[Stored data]
Content starts
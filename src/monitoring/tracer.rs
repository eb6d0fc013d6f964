/*!
 * Structured Tracing
 * Subscriber setup and timed spans for maintenance operations
 *
 * Features:
 * - `RUST_LOG` filtering (default: info)
 * - Compact output for development, JSON lines for log pipelines
 * - Timed spans that flag slow diagnostics
 */

use std::sync::atomic::{AtomicU64, Ordering};
use std::time::{Duration, Instant};
use tracing::{debug, span, warn, Level};
use tracing_subscriber::{
    fmt::format::FmtSpan, layer::SubscriberExt, util::SubscriberInitExt, EnvFilter,
};

/// Operations slower than this are logged at warn level
pub const SLOW_OPERATION_THRESHOLD: Duration = Duration::from_millis(10);

static NEXT_OPERATION_ID: AtomicU64 = AtomicU64::new(1);

/// Output format of the fmt layer
#[derive(Debug, Clone, Copy, PartialEq, Eq, Default)]
pub enum TraceFormat {
    /// Human-readable single lines
    #[default]
    Compact,
    /// One JSON object per event
    Json,
}

/// Install the global subscriber.
///
/// Returns `false` if a subscriber was already installed, which leaves the
/// existing one in place.
pub fn init_tracing(format: TraceFormat) -> bool {
    let env_filter = EnvFilter::try_from_default_env().unwrap_or_else(|_| EnvFilter::new("info"));
    let registry = tracing_subscriber::registry().with(env_filter);

    let installed = match format {
        TraceFormat::Json => registry
            .with(
                tracing_subscriber::fmt::layer()
                    .json()
                    .with_target(true)
                    .with_thread_ids(true)
                    .with_thread_names(true)
                    .with_current_span(true)
                    .with_span_list(true)
                    .with_span_events(FmtSpan::CLOSE),
            )
            .try_init()
            .is_ok(),
        TraceFormat::Compact => registry
            .with(
                tracing_subscriber::fmt::layer()
                    .with_target(true)
                    .with_thread_names(true)
                    .with_span_events(FmtSpan::CLOSE)
                    .compact(),
            )
            .try_init()
            .is_ok(),
    };

    if installed {
        debug!(?format, "Structured tracing initialized");
    }
    installed
}

/// Timed span around a maintenance or diagnostic operation
pub struct OperationSpan {
    span: tracing::Span,
    start: Instant,
    operation: &'static str,
    id: u64,
}

impl OperationSpan {
    pub fn new(operation: &'static str) -> Self {
        let id = NEXT_OPERATION_ID.fetch_add(1, Ordering::Relaxed);
        let span = span!(
            Level::DEBUG,
            "memory_operation",
            operation,
            id,
            duration_us = tracing::field::Empty,
            result = tracing::field::Empty,
        );
        Self {
            span,
            start: Instant::now(),
            operation,
            id,
        }
    }

    pub fn id(&self) -> u64 {
        self.id
    }

    pub fn record_result(&self, success: bool) {
        self.span
            .record("result", if success { "success" } else { "error" });
    }

    pub fn enter(&self) -> tracing::span::Entered<'_> {
        self.span.enter()
    }

    pub fn elapsed(&self) -> Duration {
        self.start.elapsed()
    }
}

impl Drop for OperationSpan {
    fn drop(&mut self) {
        let duration = self.start.elapsed();
        self.span.record("duration_us", duration.as_micros() as u64);
        let _entered = self.span.enter();

        if duration > SLOW_OPERATION_THRESHOLD {
            warn!(
                operation = self.operation,
                id = self.id,
                duration_ms = duration.as_millis() as u64,
                slow = true,
                "slow memory operation"
            );
        } else {
            debug!(
                operation = self.operation,
                id = self.id,
                duration_us = duration.as_micros() as u64,
                "memory operation completed"
            );
        }
    }
}

/// Start a timed span for `operation`
#[inline]
pub fn span_operation(operation: &'static str) -> OperationSpan {
    OperationSpan::new(operation)
}
/*!
 * Backing Regions
 * Owned, aligned raw memory reserved from the global allocator
 */

use crate::core::errors::{MemoryError, MemoryResult};
use crate::core::limits::CACHE_LINE_SIZE;
use crate::core::types::{Address, Size};
use std::alloc::{self, Layout};
use std::ptr::NonNull;

/// A contiguous block of memory owned by exactly one allocator.
///
/// The region only hands out raw pointers; coordinating writes to the bytes
/// is the owning allocator's job.
pub struct Region {
    base: NonNull<u8>,
    layout: Layout,
}

// SAFETY: a Region is a uniquely owned heap block; it is freed once in Drop
// and carries no thread affinity.
unsafe impl Send for Region {}
unsafe impl Sync for Region {}

impl Region {
    /// Reserve `capacity` bytes aligned to a cache line
    pub fn new(capacity: Size) -> MemoryResult<Self> {
        Self::with_alignment(capacity, CACHE_LINE_SIZE)
    }

    pub fn with_alignment(capacity: Size, align: usize) -> MemoryResult<Self> {
        if capacity == 0 {
            return Err(MemoryError::InvalidConfig(
                "region capacity must be non-zero".into(),
            ));
        }
        let layout = Layout::from_size_align(capacity, align.max(CACHE_LINE_SIZE))
            .map_err(|_| MemoryError::InvalidAlignment(align))?;

        // SAFETY: layout has a non-zero size
        let raw = unsafe { alloc::alloc(layout) };
        let base = NonNull::new(raw).ok_or(MemoryError::OutOfMemory {
            requested: capacity,
            available: 0,
        })?;

        Ok(Self { base, layout })
    }

    #[inline]
    pub fn base(&self) -> Address {
        self.base.as_ptr() as Address
    }

    #[inline]
    pub fn capacity(&self) -> Size {
        self.layout.size()
    }

    #[inline]
    pub fn end(&self) -> Address {
        self.base() + self.capacity()
    }

    #[inline]
    pub fn contains(&self, address: Address) -> bool {
        address >= self.base() && address < self.end()
    }

    /// Offset of `address` from the region base, if inside
    #[inline]
    pub fn offset_of(&self, address: Address) -> Option<usize> {
        self.contains(address).then(|| address - self.base())
    }

    /// Pointer `offset` bytes into the region.
    ///
    /// Callers keep `offset < capacity`; the allocators only derive offsets
    /// from their own bookkeeping.
    #[inline]
    pub fn ptr_at(&self, offset: usize) -> NonNull<u8> {
        debug_assert!(offset < self.capacity(), "offset {offset} out of region");
        // SAFETY: offset stays within the allocation, so the result is non-null
        unsafe { NonNull::new_unchecked(self.base.as_ptr().add(offset)) }
    }
}

impl Drop for Region {
    fn drop(&mut self) {
        // SAFETY: base was allocated with exactly this layout
        unsafe { alloc::dealloc(self.base.as_ptr(), self.layout) }
    }
}

impl std::fmt::Debug for Region {
    fn fmt(&self, f: &mut std::fmt::Formatter<'_>) -> std::fmt::Result {
        f.debug_struct("Region")
            .field("base", &format_args!("0x{:x}", self.base()))
            .field("capacity", &self.capacity())
            .finish()
    }
}
/*!
 * Allocator Strategies
 * Independent allocators, each owning its backing storage
 */

mod free_list;
mod linear;
mod lockfree;
mod object_pool;
mod region;
mod segregated;
mod system;
mod thread_local;

pub use free_list::FreeListAllocator;
pub use linear::{LinearAllocator, MAX_LINEAR_CAPACITY};
pub use lockfree::LockFreeAllocator;
pub use object_pool::{ObjectPool, SlabPool};
pub use region::Region;
pub use segregated::{size_class_index, DynamicPool, SegregatedPools};
pub use system::SystemAllocator;
pub use thread_local::ThreadLocalAllocator;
Content ends
> _AIM OF THE EXERCISE_:
Transcribe the records above exactly, keeping every line.

> _RESULT FOR THIS TASK_:
filename src/monitoring/tracer.rs
repository eb6d0fc013d6f964
/*!
 * Structured Tracing
 * Subscriber setup and timed spans for maintenance operations
 *
 * Features:
 * - `RUST_LOG` filtering (default: info)
 * - Compact output for development, JSON lines for log pipelines
 * - Timed spans that flag slow diagnostics
 */

use std::sync::atomic::{AtomicU64, Ordering};
use std::time::{Duration, Instant};
use tracing::{debug, span, warn, Level};
use tracing_subscriber::{
    fmt::format::FmtSpan, layer::SubscriberExt, util::SubscriberInitExt, EnvFilter,
};

/// Operations slower than this are logged at warn level
pub const SLOW_OPERATION_THRESHOLD: Duration = Duration::from_millis(10);

static NEXT_OPERATION_ID: AtomicU64 = AtomicU64::new(1);

/// Output format of the fmt layer
#[derive(Debug, Clone, Copy, PartialEq, Eq, Default)]
pub enum TraceFormat {
    /// Human-readable single lines
    #[default]
    Compact,
    /// One JSON object per event
    Json,
}

/// Install the global subscriber.
///
/// Returns `false` if a subscriber was already installed, which leaves the
/// existing one in place.
pub fn init_tracing(format: TraceFormat) -> bool {
    let env_filter = EnvFilter::try_from_default_env().unwrap_or_else(|_| EnvFilter::new("info"));
    let registry = tracing_subscriber::registry().with(env_filter);

    let installed = match format {
        TraceFormat::Json => registry
            .with(
                tracing_subscriber::fmt::layer()
                    .json()
                    .with_target(true)
                    .with_thread_ids(true)
                    .with_thread_names(true)
                    .with_current_span(true)
                    .with_span_list(true)
                    .with_span_events(FmtSpan::CLOSE),
            )
            .try_init()
            .is_ok(),
        TraceFormat::Compact => registry
            .with(
                tracing_subscriber::fmt::layer()
                    .with_target(true)
                    .with_thread_names(true)
                    .with_span_events(FmtSpan::CLOSE)
                    .compact(),
            )
            .try_init()
            .is_ok(),
    };

    if installed {
        debug!(?format, "Structured tracing initialized");
    }
    installed
}

/// Timed span around a maintenance or diagnostic operation
pub struct OperationSpan {
    span: tracing::Span,
    start: Instant,
    operation: &'static str,
    id: u64,
}

impl OperationSpan {
    pub fn new(operation: &'static str) -> Self {
        let id = NEXT_OPERATION_ID.fetch_add(1, Ordering::Relaxed);
        let span = span!(
            Level::DEBUG,
            "memory_operation",
            operation,
            id,
            duration_us = tracing::field::Empty,
            result = tracing::field::Empty,
        );
        Self {
            span,
            start: Instant::now(),
            operation,
            id,
        }
    }

    pub fn id(&self) -> u64 {
        self.id
    }

    pub fn record_result(&self, success: bool) {
        self.span
            .record("result", if success { "success" } else { "error" });
    }

    pub fn enter(&self) -> tracing::span::Entered<'_> {
        self.span.enter()
    }

    pub fn elapsed(&self) -> Duration {
        self.start.elapsed()
    }
}

impl Drop for OperationSpan {
    fn drop(&mut self) {
        let duration = self.start.elapsed();
        self.span.record("duration_us", duration.as_micros() as u64);
        let _entered = self.span.enter();

        if duration > SLOW_OPERATION_THRESHOLD {
            warn!(
                operation = self.operation,
                id = self.id,
                duration_ms = duration.as_millis() as u64,
                slow = true,
                "slow memory operation"
            );
        } else {
            debug!(
                operation = self.operation,
                id = self.id,
                duration_us = duration.as_micros() as u64,
                "memory operation completed"
            );
        }
    }
}

/// Start a timed span for `operation`
#[inline]
pub fn span_operation(operation: &'static str) -> OperationSpan {
    OperationSpan::new(operation)
}
/*!
 * Backing Regions
 * Owned, aligned raw memory reserved from the global allocator
 */

use crate::core::errors::{MemoryError, MemoryResult};
use crate::core::limits::CACHE_LINE_SIZE;
use crate::core::types::{Address, Size};
use std::alloc::{self, Layout};
use std::ptr::NonNull;

/// A contiguous block of memory owned by exactly one allocator.
///
/// The region only hands out raw pointers; coordinating writes to the bytes
/// is the owning allocator's job.
pub struct Region {
    base: NonNull<u8>,
    layout: Layout,
}

// SAFETY: a Region is a uniquely owned heap block; it is freed once in Drop
// and carries no thread affinity.
unsafe impl Send for Region {}
unsafe impl Sync for Region {}

impl Region {
    /// Reserve `capacity` bytes aligned to a cache line
    pub fn new(capacity: Size) -> MemoryResult<Self> {
        Self::with_alignment(capacity, CACHE_LINE_SIZE)
    }

    pub fn with_alignment(capacity: Size, align: usize) -> MemoryResult<Self> {
        if capacity == 0 {
            return Err(MemoryError::InvalidConfig(
                "region capacity must be non-zero".into(),
            ));
        }
        let layout = Layout::from_size_align(capacity, align.max(CACHE_LINE_SIZE))
            .map_err(|_| MemoryError::InvalidAlignment(align))?;

        // SAFETY: layout has a non-zero size
        let raw = unsafe { alloc::alloc(layout) };
        let base = NonNull::new(raw).ok_or(MemoryError::OutOfMemory {
            requested: capacity,
            available: 0,
        })?;

        Ok(Self { base, layout })
    }

    #[inline]
    pub fn base(&self) -> Address {
        self.base.as_ptr() as Address
    }

    #[inline]
    pub fn capacity(&self) -> Size {
        self.layout.size()
    }

    #[inline]
    pub fn end(&self) -> Address {
        self.base() + self.capacity()
    }

    #[inline]
    pub fn contains(&self, address: Address) -> bool {
        address >= self.base() && address < self.end()
    }

    /// Offset of `address` from the region base, if inside
    #[inline]
    pub fn offset_of(&self, address: Address) -> Option<usize> {
        self.contains(address).then(|| address - self.base())
    }

    /// Pointer `offset` bytes into the region.
    ///
    /// Callers keep `offset < capacity`; the allocators only derive offsets
    /// from their own bookkeeping.
    #[inline]
    pub fn ptr_at(&self, offset: usize) -> NonNull<u8> {
        debug_assert!(offset < self.capacity(), "offset {offset} out of region");
        // SAFETY: offset stays within the allocation, so the result is non-null
        unsafe { NonNull::new_unchecked(self.base.as_ptr().add(offset)) }
    }
}

impl Drop for Region {
    fn drop(&mut self) {
        // SAFETY: base was allocated with exactly this layout
        unsafe { alloc::dealloc(self.base.as_ptr(), self.layout) }
    }
}

impl std::fmt::Debug for Region {
    fn fmt(&self, f: &mut std::fmt::Formatter<'_>) -> std::fmt::Result {
        f.debug_struct("Region")
            .field("base", &format_args!("0x{:x}", self.base()))
            .field("capacity", &self.capacity())
            .finish()
    }
}
/*!
 * Allocator Strategies
 * Independent allocators, each owning its backing storage
 */

mod free_list;
mod linear;
mod lockfree;
mod object_pool;
mod region;
mod segregated;
mod system;
mod thread_local;

pub use free_list::FreeListAllocator;
pub use linear::{LinearAllocator, MAX_LINEAR_CAPACITY};
pub use lockfree::LockFreeAllocator;
pub use object_pool::{ObjectPool, SlabPool};
pub use region::Region;
pub use segregated::{size_class_index, DynamicPool, SegregatedPools};
pub use system::SystemAllocator;
pub use thread_local::ThreadLocalAllocator;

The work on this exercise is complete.